Collection entries
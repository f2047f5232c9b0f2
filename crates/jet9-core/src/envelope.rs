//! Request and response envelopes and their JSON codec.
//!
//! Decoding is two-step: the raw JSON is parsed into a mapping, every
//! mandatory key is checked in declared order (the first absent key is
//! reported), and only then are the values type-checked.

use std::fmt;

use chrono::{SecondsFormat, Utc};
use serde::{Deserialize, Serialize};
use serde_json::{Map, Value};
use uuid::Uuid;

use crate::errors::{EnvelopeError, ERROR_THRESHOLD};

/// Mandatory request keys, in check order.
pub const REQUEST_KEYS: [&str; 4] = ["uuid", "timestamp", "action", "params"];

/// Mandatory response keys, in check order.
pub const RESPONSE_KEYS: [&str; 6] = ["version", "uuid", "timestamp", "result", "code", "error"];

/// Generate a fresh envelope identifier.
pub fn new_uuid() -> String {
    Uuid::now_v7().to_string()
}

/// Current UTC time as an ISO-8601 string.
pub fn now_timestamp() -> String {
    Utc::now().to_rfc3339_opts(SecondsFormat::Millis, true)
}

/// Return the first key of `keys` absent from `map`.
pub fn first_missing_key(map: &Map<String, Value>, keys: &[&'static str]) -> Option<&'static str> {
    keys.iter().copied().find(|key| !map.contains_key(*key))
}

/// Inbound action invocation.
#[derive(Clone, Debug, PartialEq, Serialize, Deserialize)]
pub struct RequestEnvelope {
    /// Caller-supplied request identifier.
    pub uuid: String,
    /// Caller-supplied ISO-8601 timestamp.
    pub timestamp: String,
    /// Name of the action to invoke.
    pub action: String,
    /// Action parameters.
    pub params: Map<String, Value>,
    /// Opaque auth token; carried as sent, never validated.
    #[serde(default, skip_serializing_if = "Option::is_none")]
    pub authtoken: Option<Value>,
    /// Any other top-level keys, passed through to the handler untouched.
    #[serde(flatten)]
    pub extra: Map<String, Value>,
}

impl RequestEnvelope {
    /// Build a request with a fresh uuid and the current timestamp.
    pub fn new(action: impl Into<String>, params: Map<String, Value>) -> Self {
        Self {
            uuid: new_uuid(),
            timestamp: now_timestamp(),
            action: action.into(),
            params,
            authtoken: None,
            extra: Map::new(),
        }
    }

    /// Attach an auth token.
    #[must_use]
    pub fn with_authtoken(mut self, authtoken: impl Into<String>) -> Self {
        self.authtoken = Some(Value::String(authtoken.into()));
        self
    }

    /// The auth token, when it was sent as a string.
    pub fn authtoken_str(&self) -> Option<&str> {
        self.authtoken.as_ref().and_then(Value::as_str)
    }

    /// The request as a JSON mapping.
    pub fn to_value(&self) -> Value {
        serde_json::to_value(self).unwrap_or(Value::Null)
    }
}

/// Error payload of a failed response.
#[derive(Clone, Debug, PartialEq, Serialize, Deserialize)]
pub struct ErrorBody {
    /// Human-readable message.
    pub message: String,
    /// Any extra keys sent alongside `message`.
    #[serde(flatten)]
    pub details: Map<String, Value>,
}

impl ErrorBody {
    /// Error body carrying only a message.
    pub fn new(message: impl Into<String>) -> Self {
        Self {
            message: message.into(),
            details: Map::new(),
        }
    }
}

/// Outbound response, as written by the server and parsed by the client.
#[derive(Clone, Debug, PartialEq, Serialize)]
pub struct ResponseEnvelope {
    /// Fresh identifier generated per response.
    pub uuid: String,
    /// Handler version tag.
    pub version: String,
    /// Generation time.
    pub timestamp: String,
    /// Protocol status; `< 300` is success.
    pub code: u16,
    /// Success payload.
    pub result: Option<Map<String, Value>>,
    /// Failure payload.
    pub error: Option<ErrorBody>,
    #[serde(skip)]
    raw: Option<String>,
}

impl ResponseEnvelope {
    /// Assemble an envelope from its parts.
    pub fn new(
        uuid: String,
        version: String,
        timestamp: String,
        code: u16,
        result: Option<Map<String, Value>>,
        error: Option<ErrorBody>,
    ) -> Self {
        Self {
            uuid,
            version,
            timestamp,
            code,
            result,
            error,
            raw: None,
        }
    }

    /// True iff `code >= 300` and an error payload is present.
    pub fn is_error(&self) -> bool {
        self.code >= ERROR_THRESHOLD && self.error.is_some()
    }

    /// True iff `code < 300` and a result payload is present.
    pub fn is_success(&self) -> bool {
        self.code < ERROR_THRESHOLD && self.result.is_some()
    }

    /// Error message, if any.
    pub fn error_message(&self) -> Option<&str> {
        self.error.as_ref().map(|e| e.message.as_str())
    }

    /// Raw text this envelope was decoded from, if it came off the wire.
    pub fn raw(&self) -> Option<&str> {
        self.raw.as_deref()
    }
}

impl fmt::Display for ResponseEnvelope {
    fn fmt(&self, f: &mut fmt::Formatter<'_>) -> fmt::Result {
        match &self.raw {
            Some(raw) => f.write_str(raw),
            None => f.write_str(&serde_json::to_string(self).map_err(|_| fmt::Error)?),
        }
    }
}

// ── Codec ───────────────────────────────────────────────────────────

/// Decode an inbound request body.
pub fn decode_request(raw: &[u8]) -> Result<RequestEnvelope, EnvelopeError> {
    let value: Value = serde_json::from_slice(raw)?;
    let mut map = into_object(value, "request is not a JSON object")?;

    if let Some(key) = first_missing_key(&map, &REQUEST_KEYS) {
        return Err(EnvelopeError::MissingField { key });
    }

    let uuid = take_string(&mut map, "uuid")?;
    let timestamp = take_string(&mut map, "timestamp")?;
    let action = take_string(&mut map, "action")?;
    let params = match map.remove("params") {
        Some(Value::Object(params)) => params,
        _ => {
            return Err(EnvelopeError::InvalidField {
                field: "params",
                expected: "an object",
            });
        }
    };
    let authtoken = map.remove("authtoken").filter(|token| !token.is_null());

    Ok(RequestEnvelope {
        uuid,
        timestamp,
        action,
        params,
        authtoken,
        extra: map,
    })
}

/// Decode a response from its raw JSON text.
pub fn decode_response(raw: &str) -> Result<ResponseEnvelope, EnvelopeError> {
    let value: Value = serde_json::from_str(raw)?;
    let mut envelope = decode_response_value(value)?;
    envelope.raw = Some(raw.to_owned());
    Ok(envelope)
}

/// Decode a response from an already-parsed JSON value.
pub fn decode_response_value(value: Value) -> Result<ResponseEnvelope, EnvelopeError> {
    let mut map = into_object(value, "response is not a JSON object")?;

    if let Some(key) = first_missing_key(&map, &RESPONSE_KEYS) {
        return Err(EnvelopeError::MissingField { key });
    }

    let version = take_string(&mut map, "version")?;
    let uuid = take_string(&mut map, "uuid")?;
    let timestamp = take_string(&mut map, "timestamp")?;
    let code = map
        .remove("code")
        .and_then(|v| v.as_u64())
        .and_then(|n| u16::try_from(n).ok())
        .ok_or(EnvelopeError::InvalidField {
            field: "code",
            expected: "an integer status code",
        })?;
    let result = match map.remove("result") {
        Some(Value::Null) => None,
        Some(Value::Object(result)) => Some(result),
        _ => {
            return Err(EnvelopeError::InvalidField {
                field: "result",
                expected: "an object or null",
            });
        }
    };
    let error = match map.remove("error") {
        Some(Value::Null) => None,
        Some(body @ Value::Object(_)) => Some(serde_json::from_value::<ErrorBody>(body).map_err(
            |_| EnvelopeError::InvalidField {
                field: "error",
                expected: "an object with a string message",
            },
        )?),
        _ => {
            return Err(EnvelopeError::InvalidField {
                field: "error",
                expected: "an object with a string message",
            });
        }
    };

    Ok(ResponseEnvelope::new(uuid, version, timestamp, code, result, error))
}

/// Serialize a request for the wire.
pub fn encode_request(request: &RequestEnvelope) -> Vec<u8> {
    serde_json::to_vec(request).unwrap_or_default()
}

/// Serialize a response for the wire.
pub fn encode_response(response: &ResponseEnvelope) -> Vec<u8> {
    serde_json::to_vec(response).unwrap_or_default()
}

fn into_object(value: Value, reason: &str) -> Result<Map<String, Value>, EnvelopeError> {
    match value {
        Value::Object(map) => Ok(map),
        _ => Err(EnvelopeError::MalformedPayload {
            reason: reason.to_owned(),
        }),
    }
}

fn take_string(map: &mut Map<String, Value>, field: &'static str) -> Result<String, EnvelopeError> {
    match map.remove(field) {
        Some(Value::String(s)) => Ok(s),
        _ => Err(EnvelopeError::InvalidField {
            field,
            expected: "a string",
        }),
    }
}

...

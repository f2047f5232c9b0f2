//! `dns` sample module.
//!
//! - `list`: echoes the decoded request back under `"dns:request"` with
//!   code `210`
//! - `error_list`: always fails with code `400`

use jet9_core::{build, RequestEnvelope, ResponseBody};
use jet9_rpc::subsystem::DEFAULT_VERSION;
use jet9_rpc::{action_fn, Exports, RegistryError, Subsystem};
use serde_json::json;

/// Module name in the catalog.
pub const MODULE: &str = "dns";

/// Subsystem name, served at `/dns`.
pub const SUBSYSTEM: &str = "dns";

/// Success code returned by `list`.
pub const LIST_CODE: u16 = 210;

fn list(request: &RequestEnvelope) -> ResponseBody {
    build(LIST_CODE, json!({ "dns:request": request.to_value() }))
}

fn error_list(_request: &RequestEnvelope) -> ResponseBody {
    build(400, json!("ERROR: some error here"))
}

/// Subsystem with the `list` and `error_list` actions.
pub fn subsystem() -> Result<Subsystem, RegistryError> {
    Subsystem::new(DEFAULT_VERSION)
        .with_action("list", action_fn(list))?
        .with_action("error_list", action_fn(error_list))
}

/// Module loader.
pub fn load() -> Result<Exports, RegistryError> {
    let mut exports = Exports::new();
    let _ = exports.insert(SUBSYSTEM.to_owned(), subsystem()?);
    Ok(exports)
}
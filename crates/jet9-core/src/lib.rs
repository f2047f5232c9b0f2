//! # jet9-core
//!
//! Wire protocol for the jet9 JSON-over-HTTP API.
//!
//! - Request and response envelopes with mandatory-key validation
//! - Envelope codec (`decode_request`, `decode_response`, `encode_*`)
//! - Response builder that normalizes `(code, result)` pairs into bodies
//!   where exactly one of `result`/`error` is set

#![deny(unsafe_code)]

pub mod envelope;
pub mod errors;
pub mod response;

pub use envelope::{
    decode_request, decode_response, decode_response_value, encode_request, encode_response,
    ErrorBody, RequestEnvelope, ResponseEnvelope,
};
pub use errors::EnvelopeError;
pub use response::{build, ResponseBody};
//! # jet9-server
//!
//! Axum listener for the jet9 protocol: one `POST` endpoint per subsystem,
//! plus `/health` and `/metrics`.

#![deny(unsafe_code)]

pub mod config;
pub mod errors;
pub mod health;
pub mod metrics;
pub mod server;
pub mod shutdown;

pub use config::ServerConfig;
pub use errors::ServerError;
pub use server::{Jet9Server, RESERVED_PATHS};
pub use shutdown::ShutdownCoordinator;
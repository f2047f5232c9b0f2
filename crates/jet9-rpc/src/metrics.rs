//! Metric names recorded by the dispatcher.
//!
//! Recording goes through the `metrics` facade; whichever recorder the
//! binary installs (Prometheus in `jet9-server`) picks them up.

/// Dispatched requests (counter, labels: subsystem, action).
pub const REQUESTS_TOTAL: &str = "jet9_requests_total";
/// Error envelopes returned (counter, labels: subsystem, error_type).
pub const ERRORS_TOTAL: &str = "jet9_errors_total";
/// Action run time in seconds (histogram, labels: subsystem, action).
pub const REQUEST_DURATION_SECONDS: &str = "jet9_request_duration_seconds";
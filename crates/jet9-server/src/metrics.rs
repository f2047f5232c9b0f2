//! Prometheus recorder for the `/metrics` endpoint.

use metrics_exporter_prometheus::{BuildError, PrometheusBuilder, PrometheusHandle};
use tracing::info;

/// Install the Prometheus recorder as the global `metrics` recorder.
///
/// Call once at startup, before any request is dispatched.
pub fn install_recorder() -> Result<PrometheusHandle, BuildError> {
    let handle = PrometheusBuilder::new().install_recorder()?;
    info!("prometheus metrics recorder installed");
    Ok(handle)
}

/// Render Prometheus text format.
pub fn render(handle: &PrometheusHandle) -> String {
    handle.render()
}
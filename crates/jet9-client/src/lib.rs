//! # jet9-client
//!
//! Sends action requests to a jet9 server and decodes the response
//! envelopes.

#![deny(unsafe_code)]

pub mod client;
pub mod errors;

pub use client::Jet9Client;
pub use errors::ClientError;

▸ **What to work on**
The lines to show are those in the data above that include "BuildError".

▸ **Final answer**
use metrics_exporter_prometheus::{BuildError, PrometheusBuilder, PrometheusHandle};
pub fn install_recorder() -> Result<PrometheusHandle, BuildError> {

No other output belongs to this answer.